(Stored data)
BEGIN
use chrono::{DateTime, Duration, Utc};

use bookline_core::domain::message::Channel;

use super::{DedupRepository, RepositoryError};
use crate::DbPool;

/// Create-if-absent message marks backing the gateway's at-most-once
/// delivery contract.
pub struct SqlDedupRepository {
    pool: DbPool,
}

impl SqlDedupRepository {
    pub fn new(pool: DbPool) -> Self {
        Self { pool }
    }
}

#[async_trait::async_trait]
impl DedupRepository for SqlDedupRepository {
    async fn mark_seen(
        &self,
        channel: Channel,
        message_id: &str,
        window: Duration,
        now: DateTime<Utc>,
    ) -> Result<bool, RepositoryError> {
        // The conditional upsert only steals a mark whose window has lapsed.
        let result = sqlx::query(
            "INSERT INTO dedup_mark (channel, message_id, seen_at, expires_at)
             VALUES (?, ?, ?, ?)
             ON CONFLICT (channel, message_id) DO UPDATE SET
                seen_at = excluded.seen_at,
                expires_at = excluded.expires_at
             WHERE dedup_mark.expires_at < ?",
        )
        .bind(channel.as_str())
        .bind(message_id)
        .bind(now.to_rfc3339())
        .bind((now + window).to_rfc3339())
        .bind(now.to_rfc3339())
        .execute(&self.pool)
        .await?;

        Ok(result.rows_affected() == 1)
    }

    async fn purge_expired(&self, now: DateTime<Utc>) -> Result<u64, RepositoryError> {
        let result = sqlx::query("DELETE FROM dedup_mark WHERE expires_at < ?")
            .bind(now.to_rfc3339())
            .execute(&self.pool)
            .await?;
        Ok(result.rows_affected())
    }
}
/// External collaborators handed to the runtime.
pub struct RuntimeServices {
    pub sessions: Arc<dyn SessionRepository>,
    pub dedup: Arc<dyn DedupRepository>,
    pub fallback: Arc<dyn FallbackRepository>,
    pub outbound: Arc<dyn OutboundEnqueuer>,
    pub idempotency: Arc<dyn IdempotencyStore>,
    pub crm: Arc<dyn CrmClient>,
    pub model: Arc<dyn ModelClient>,
    pub knowledge: Arc<KnowledgeBase>,
    pub budget: Arc<BudgetGuard>,
}

#[derive(Clone, Debug)]
pub struct RuntimeSettings {
    pub session_ttl: Duration,
    pub processing_lock_ttl: Duration,
    pub crm_deadline: StdDuration,
    pub model_deadline: StdDuration,
    pub max_reask_attempts: u32,
    pub utc_offset_minutes: i32,
    pub recovery_dwell: Duration,
    pub backlog: BacklogThresholds,
    pub admin_chat_id: String,
    pub worker_id: String,
}

impl RuntimeSettings {
    pub fn from_config(config: &AppConfig) -> Self {
        Self {
            session_ttl: Duration::hours(config.timing.session_ttl_hours as i64),
            processing_lock_ttl: Duration::seconds(config.timing.processing_lock_ttl_secs as i64),
            crm_deadline: StdDuration::from_secs(config.crm.timeout_secs),
            model_deadline: StdDuration::from_secs(config.model.timeout_secs),
            max_reask_attempts: config.model.max_reask_attempts,
            utc_offset_minutes: config.timing.utc_offset_minutes,
            recovery_dwell: Duration::seconds(60),
            backlog: BacklogThresholds {
                dead_letter_depth: config.timing.dead_letter_alert_depth,
                fallback_depth: config.timing.fallback_alert_depth,
            },
            admin_chat_id: config.channels.admin_chat_id.clone(),
            worker_id: format!("worker-{}", Uuid::new_v4()),
        }
    }
}

pub struct ConversationRuntime {
    services: RuntimeServices,
    settings: RuntimeSettings,
    slot_manager: SlotManager,
    composer: ReplyComposer,
    keywords: KeywordClassifier,
    policy: PolicyEnforcer,
    degradation: Mutex<DegradationController>,
    health: Arc<HealthState>,
    /// Idempotency tokens held across a booking call, keyed by fingerprint.
    holder_tokens: Mutex<HashMap<String, HolderToken>>,
}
END
— About this exercise —
Transcribe each record above exactly. Skip none.

— Task solution —
use chrono::{DateTime, Duration, Utc};

use bookline_core::domain::message::Channel;

use super::{DedupRepository, RepositoryError};
use crate::DbPool;

/// Create-if-absent message marks backing the gateway's at-most-once
/// delivery contract.
pub struct SqlDedupRepository {
    pool: DbPool,
}

impl SqlDedupRepository {
    pub fn new(pool: DbPool) -> Self {
        Self { pool }
    }
}

#[async_trait::async_trait]
impl DedupRepository for SqlDedupRepository {
    async fn mark_seen(
        &self,
        channel: Channel,
        message_id: &str,
        window: Duration,
        now: DateTime<Utc>,
    ) -> Result<bool, RepositoryError> {
        // The conditional upsert only steals a mark whose window has lapsed.
        let result = sqlx::query(
            "INSERT INTO dedup_mark (channel, message_id, seen_at, expires_at)
             VALUES (?, ?, ?, ?)
             ON CONFLICT (channel, message_id) DO UPDATE SET
                seen_at = excluded.seen_at,
                expires_at = excluded.expires_at
             WHERE dedup_mark.expires_at < ?",
        )
        .bind(channel.as_str())
        .bind(message_id)
        .bind(now.to_rfc3339())
        .bind((now + window).to_rfc3339())
        .bind(now.to_rfc3339())
        .execute(&self.pool)
        .await?;

        Ok(result.rows_affected() == 1)
    }

    async fn purge_expired(&self, now: DateTime<Utc>) -> Result<u64, RepositoryError> {
        let result = sqlx::query("DELETE FROM dedup_mark WHERE expires_at < ?")
            .bind(now.to_rfc3339())
            .execute(&self.pool)
            .await?;
        Ok(result.rows_affected())
    }
}
/// External collaborators handed to the runtime.
pub struct RuntimeServices {
    pub sessions: Arc<dyn SessionRepository>,
    pub dedup: Arc<dyn DedupRepository>,
    pub fallback: Arc<dyn FallbackRepository>,
    pub outbound: Arc<dyn OutboundEnqueuer>,
    pub idempotency: Arc<dyn IdempotencyStore>,
    pub crm: Arc<dyn CrmClient>,
    pub model: Arc<dyn ModelClient>,
    pub knowledge: Arc<KnowledgeBase>,
    pub budget: Arc<BudgetGuard>,
}

#[derive(Clone, Debug)]
pub struct RuntimeSettings {
    pub session_ttl: Duration,
    pub processing_lock_ttl: Duration,
    pub crm_deadline: StdDuration,
    pub model_deadline: StdDuration,
    pub max_reask_attempts: u32,
    pub utc_offset_minutes: i32,
    pub recovery_dwell: Duration,
    pub backlog: BacklogThresholds,
    pub admin_chat_id: String,
    pub worker_id: String,
}

impl RuntimeSettings {
    pub fn from_config(config: &AppConfig) -> Self {
        Self {
            session_ttl: Duration::hours(config.timing.session_ttl_hours as i64),
            processing_lock_ttl: Duration::seconds(config.timing.processing_lock_ttl_secs as i64),
            crm_deadline: StdDuration::from_secs(config.crm.timeout_secs),
            model_deadline: StdDuration::from_secs(config.model.timeout_secs),
            max_reask_attempts: config.model.max_reask_attempts,
            utc_offset_minutes: config.timing.utc_offset_minutes,
            recovery_dwell: Duration::seconds(60),
            backlog: BacklogThresholds {
                dead_letter_depth: config.timing.dead_letter_alert_depth,
                fallback_depth: config.timing.fallback_alert_depth,
            },
            admin_chat_id: config.channels.admin_chat_id.clone(),
            worker_id: format!("worker-{}", Uuid::new_v4()),
        }
    }
}

pub struct ConversationRuntime {
    services: RuntimeServices,
    settings: RuntimeSettings,
    slot_manager: SlotManager,
    composer: ReplyComposer,
    keywords: KeywordClassifier,
    policy: PolicyEnforcer,
    degradation: Mutex<DegradationController>,
    health: Arc<HealthState>,
    /// Idempotency tokens held across a booking call, keyed by fingerprint.
    holder_tokens: Mutex<HashMap<String, HolderToken>>,
}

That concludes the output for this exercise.